Records shown –
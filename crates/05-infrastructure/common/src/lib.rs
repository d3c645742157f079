//! # Infrastructure Common
//!
//! 这个 crate 提供了依赖注入静态分析各层共用的基础类型和约定。
//!
//! ## 核心组件
//!
//! - [`TypeRef`] / [`ComponentId`] - 类型引用和稳定的组件标识
//! - [`Lifetime`] - 组件生命周期及持久度比较
//! - [`NamingConventions`] - 参数命名约定
//! - [`ComponentConventions`] - 基于名称的生命周期约定
//! - [`AnalysisSettings`] - 分析设置
//!
//! ## 设计原则
//!
//! - 基于 Rust 类型系统的编译时安全
//! - 纯函数、确定性的输出
//! - 约定优于配置

pub mod configuration;
pub mod conventions;
pub mod errors;
pub mod lifecycle;
pub mod metadata;

pub use configuration::*;
pub use conventions::*;
pub use errors::*;
pub use lifecycle::*;
pub use metadata::*;
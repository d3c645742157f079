//! 错误类型定义
//!
//! 分析核心本身不通过错误值传播数据问题（统一以 Finding 形式上报），
//! 这里的错误类型只用于 I/O、解析和装配边界。

use thiserror::Error;

/// 配置错误类型
#[derive(Error, Debug)]
pub enum ConfigError {
    #[error("配置文件不存在: {path}")]
    FileNotFound { path: String },

    #[error("配置文件读取失败: {source}")]
    FileReadError {
        #[from]
        source: std::io::Error,
    },

    #[error("配置解析失败: {source}")]
    ParseError {
        source: Box<dyn std::error::Error + Send + Sync>,
    },

    #[error("配置验证失败: {message}")]
    ValidationError { message: String },

    #[error("配置序列化失败: {source}")]
    SerializationError {
        #[from]
        source: serde_json::Error,
    },

    #[error("不支持的配置格式: {path}")]
    UnsupportedFormat { path: String },
}

impl ConfigError {
    /// 创建解析错误
    pub fn parse_error(source: impl std::error::Error + Send + Sync + 'static) -> Self {
        Self::ParseError {
            source: Box::new(source),
        }
    }

    /// 创建验证错误
    pub fn validation_error(message: impl Into<String>) -> Self {
        Self::ValidationError {
            message: message.into(),
        }
    }
}

/// 类型目录错误类型
#[derive(Error, Debug, Clone, PartialEq, Eq)]
pub enum CatalogError {
    #[error("组件重复声明: {component}")]
    DuplicateComponent { component: String },

    #[error("类型引用无效: {input}, 原因: {reason}")]
    InvalidTypeReference { input: String, reason: String },

    #[error("组件不存在: {component}")]
    UnknownComponent { component: String },
}

/// 基础设施错误类型
#[derive(Error, Debug)]
pub enum InfrastructureError {
    #[error("配置错误: {source}")]
    ConfigError {
        #[from]
        source: ConfigError,
    },

    #[error("类型目录错误: {source}")]
    CatalogError {
        #[from]
        source: CatalogError,
    },

    #[error("基础设施启动失败: {message}")]
    BootstrapFailed { message: String },
}

/// 结果类型别名
pub type ConfigResult<T> = Result<T, ConfigError>;
pub type CatalogResult<T> = Result<T, CatalogError>;
pub type InfrastructureResult<T> = Result<T, InfrastructureError>;
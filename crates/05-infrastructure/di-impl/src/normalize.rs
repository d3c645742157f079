//! 声明规范化
//!
//! 把类型目录中的原始声明转换为只读的 [`Component`]：绑定泛型参数、
//! 分配声明顺序、补全命名选项并推导参数名称。

use di_abstractions::{
    BaseReference, Component, ComponentDeclaration, DependencySpec, Exposure, StructuralReason,
};
use infrastructure_common::{AnalysisSettings, ComponentConventions, Lifetime, TypeRef};
use tracing::debug;

/// 声明规范化器
#[derive(Debug, Clone)]
pub struct Normalizer {
    settings: AnalysisSettings,
    conventions: ComponentConventions,
}

impl Normalizer {
    /// 使用分析设置创建
    pub fn new(settings: &AnalysisSettings) -> Self {
        Self {
            settings: settings.clone(),
            conventions: settings.conventions(),
        }
    }

    /// 规范化单个组件声明
    pub fn normalize(&self, declaration: &ComponentDeclaration) -> Result<Component, StructuralReason> {
        let params = &declaration.type_params;

        let mut dependencies = Vec::with_capacity(declaration.dependencies.len());
        for (order, raw) in declaration.dependencies.iter().enumerate() {
            let type_ref = bind(&raw.type_ref, params)?;
            let naming = raw.naming.clone().unwrap_or_else(|| self.settings.naming.clone());
            dependencies.push(DependencySpec::new(
                raw.origin,
                raw.group,
                order,
                type_ref,
                naming,
                raw.external,
            ));
        }

        let base = match &declaration.base {
            Some(base) => Some(BaseReference::generic(
                base.component.clone(),
                bind_all(&base.type_args, params)?,
            )),
            None => None,
        };

        let exposure = match &declaration.exposure {
            Exposure::ExplicitList(list) => Exposure::ExplicitList(bind_all(list, params)?),
            other => other.clone(),
        };

        let lifetime = self.resolve_lifetime(declaration);

        Ok(Component {
            id: declaration.id.clone(),
            type_params: params.clone(),
            base,
            dependencies,
            lifetime,
            contracts: bind_all(&declaration.contracts, params)?,
            exposure,
            excluded_contracts: bind_all(&declaration.excluded_contracts, params)?,
            sharing: declaration.sharing,
            conditions: declaration.conditions.clone(),
            flags: declaration.flags,
            existing_members: declaration.existing_members.clone(),
        })
    }

    fn resolve_lifetime(&self, declaration: &ComponentDeclaration) -> Lifetime {
        if declaration.lifetime.is_resolved() || !self.settings.infer_lifetime_by_convention {
            return declaration.lifetime;
        }
        match self.conventions.infer_lifetime(declaration.id.short_name()) {
            Some(lifetime) => {
                debug!("组件 {} 按约定推断生命周期为 {}", declaration.id, lifetime);
                lifetime
            }
            None => Lifetime::Unresolved,
        }
    }
}

fn bind(type_ref: &TypeRef, params: &[String]) -> Result<TypeRef, StructuralReason> {
    let bound = type_ref.clone().bind_params(params);
    match bound.free_params().into_iter().find(|param| !params.contains(param)) {
        Some(parameter) => Err(StructuralReason::UnresolvedGenericParameter { parameter }),
        None => Ok(bound),
    }
}

fn bind_all(types: &[TypeRef], params: &[String]) -> Result<Vec<TypeRef>, StructuralReason> {
    types.iter().map(|type_ref| bind(type_ref, params)).collect()
}
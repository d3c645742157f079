//! 分析宿主与分析报告

use crate::catalog_sources::{load_catalog, CatalogSource};
use di_abstractions::{
    CollectingSink, ConfigLookup, Finding, RegistrationEntry, Severity, TracingSink, TypeCatalog,
};
use di_impl::{AnalysisOutput, DependencyAnalyzer};
use infrastructure_common::{AnalysisSettings, ConfigError, ConfigResult, InfrastructureResult};
use serde::Serialize;
use tracing::{info, warn};

/// 分析宿主
///
/// 持有类型目录来源和分析设置，每次 [`run`](Self::run) 都重新加载来源并完整分析一遍
pub struct AnalysisHost {
    sources: Vec<Box<dyn CatalogSource>>,
    analyzer: DependencyAnalyzer,
}

impl AnalysisHost {
    /// 创建分析宿主
    pub fn new(sources: Vec<Box<dyn CatalogSource>>, settings: AnalysisSettings) -> Self {
        Self {
            sources,
            analyzer: DependencyAnalyzer::new(settings),
        }
    }

    /// 分析设置
    pub fn settings(&self) -> &AnalysisSettings {
        self.analyzer.settings()
    }

    /// 来源数量
    pub fn source_count(&self) -> usize {
        self.sources.len()
    }

    /// 加载全部来源并运行分析
    pub async fn run(&self) -> InfrastructureResult<AnalysisReport> {
        let catalog = load_catalog(&self.sources).await?;
        Ok(self.analyze(&catalog))
    }

    /// 分析给定的类型目录
    pub fn analyze(&self, catalog: &dyn TypeCatalog) -> AnalysisReport {
        let mut sink = (CollectingSink::new(), TracingSink);
        let output = self.analyzer.analyze(catalog, &mut sink);
        let (collector, _) = sink;

        let report = AnalysisReport::new(catalog.len(), collector.into_findings(), output);
        if report.has_fatal() {
            warn!("分析发现 {} 个致命问题", report.summary.fatal);
        }
        info!(
            "分析完成: {} 个组件, {} 个注册条目, {} 个诊断",
            report.summary.components,
            report.summary.registrations,
            report.findings.len()
        );
        report
    }
}

/// 报告摘要
#[derive(Debug, Clone, Copy, Default, PartialEq, Eq, Serialize)]
pub struct ReportSummary {
    /// 类型目录中的组件数
    pub components: usize,
    /// 构造函数计划数
    pub constructors: usize,
    /// 注册条目数
    pub registrations: usize,
    /// 致命诊断数
    pub fatal: usize,
    /// 警告数
    pub warnings: usize,
    /// 提示数
    pub advisories: usize,
}

/// 分析报告
#[derive(Debug, Clone, PartialEq, Eq, Serialize)]
pub struct AnalysisReport {
    /// 摘要
    pub summary: ReportSummary,
    /// 诊断，按上报顺序
    pub findings: Vec<Finding>,
    /// 分析输出
    #[serde(flatten)]
    pub output: AnalysisOutput,
}

impl AnalysisReport {
    /// 由分析结果构造报告
    pub fn new(components: usize, findings: Vec<Finding>, output: AnalysisOutput) -> Self {
        let count = |severity: Severity| findings.iter().filter(|f| f.severity() == severity).count();
        let summary = ReportSummary {
            components,
            constructors: output.constructors.len(),
            registrations: output.registrations.len(),
            fatal: count(Severity::Fatal),
            warnings: count(Severity::Warning),
            advisories: count(Severity::Advisory),
        };
        Self {
            summary,
            findings,
            output,
        }
    }

    /// 是否存在致命诊断
    pub fn has_fatal(&self) -> bool {
        self.summary.fatal > 0
    }

    /// 在给定环境和配置下生效的注册条目
    pub fn active_registrations(&self, environment: &str, config: &dyn ConfigLookup) -> Vec<&RegistrationEntry> {
        self.output
            .registrations
            .iter()
            .filter(|entry| {
                entry
                    .predicate
                    .as_ref()
                    .map_or(true, |predicate| predicate.evaluate(environment, config))
            })
            .collect()
    }

    /// 渲染为格式化的 JSON
    pub fn to_json_pretty(&self) -> ConfigResult<String> {
        serde_json::to_string_pretty(self).map_err(ConfigError::from)
    }
}
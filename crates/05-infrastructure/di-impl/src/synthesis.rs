//! 构造函数参数合成

use crate::merge::MergedComponent;
use di_abstractions::{Component, ConstructorPlan, Parameter};
use infrastructure_common::NamingConventions;
use std::collections::BTreeSet;
use tracing::debug;

/// 构造函数参数合成器
#[derive(Debug, Clone, Copy, Default)]
pub struct ConstructorSynthesizer;

impl ConstructorSynthesizer {
    /// 创建合成器
    pub fn new() -> Self {
        Self
    }

    /// 为组件合成构造函数计划
    ///
    /// 参数名称在整个展开列表上去重，后出现的同名参数追加数字后缀（`clock`、`clock2`）。
    /// 本级参数与已有的非注入成员同名时沿用该成员的拼写。
    pub fn synthesize(&self, component: &Component, merged: &MergedComponent) -> ConstructorPlan {
        let mut used = BTreeSet::new();
        let mut names = Vec::with_capacity(merged.flattened.len());
        let mut own = Vec::with_capacity(merged.flattened.len() - merged.inherited_len);

        for (index, entry) in merged.flattened.iter().enumerate() {
            let derived = &entry.spec.parameter_name;
            if index < merged.inherited_len {
                names.push(claim(derived.clone(), &mut used));
                continue;
            }

            let existing = component
                .existing_members
                .iter()
                .find(|member| NamingConventions::member_key(member) == NamingConventions::member_key(derived));
            let candidate = existing.cloned().unwrap_or_else(|| derived.clone());
            let name = claim(candidate, &mut used);
            let reuses_existing_member = existing.is_some_and(|member| *member == name);

            names.push(name.clone());
            own.push(Parameter {
                name,
                type_ref: entry.spec.type_ref.clone(),
                origin: entry.spec.origin,
                reuses_existing_member,
            });
        }

        let forwarded = merged
            .forwarded_types
            .iter()
            .filter_map(|type_ref| {
                merged.flattened[..merged.inherited_len]
                    .iter()
                    .position(|entry| entry.spec.type_ref == *type_ref)
                    .map(|position| names[position].clone())
            })
            .collect();

        let locally_assigned = own.iter().map(|parameter| parameter.name.clone()).collect();

        debug!(
            "合成构造函数 {}: 转发 {} 个参数，本级 {} 个参数",
            component.id,
            merged.inherited_len,
            own.len()
        );

        ConstructorPlan {
            forwarded,
            own,
            locally_assigned,
        }
    }
}

/// 占用名称，冲突时追加数字后缀
fn claim(candidate: String, used: &mut BTreeSet<String>) -> String {
    if used.insert(NamingConventions::member_key(&candidate)) {
        return candidate;
    }
    let mut suffix = 2;
    loop {
        let name = format!("{candidate}{suffix}");
        if used.insert(NamingConventions::member_key(&name)) {
            return name;
        }
        suffix += 1;
    }
}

Task details – Wherever a line of the entries holds the string "CatalogError", copy that line.

Completed task –
pub enum CatalogError {
    CatalogError {
        source: CatalogError,
pub type CatalogResult<T> = Result<T, CatalogError>;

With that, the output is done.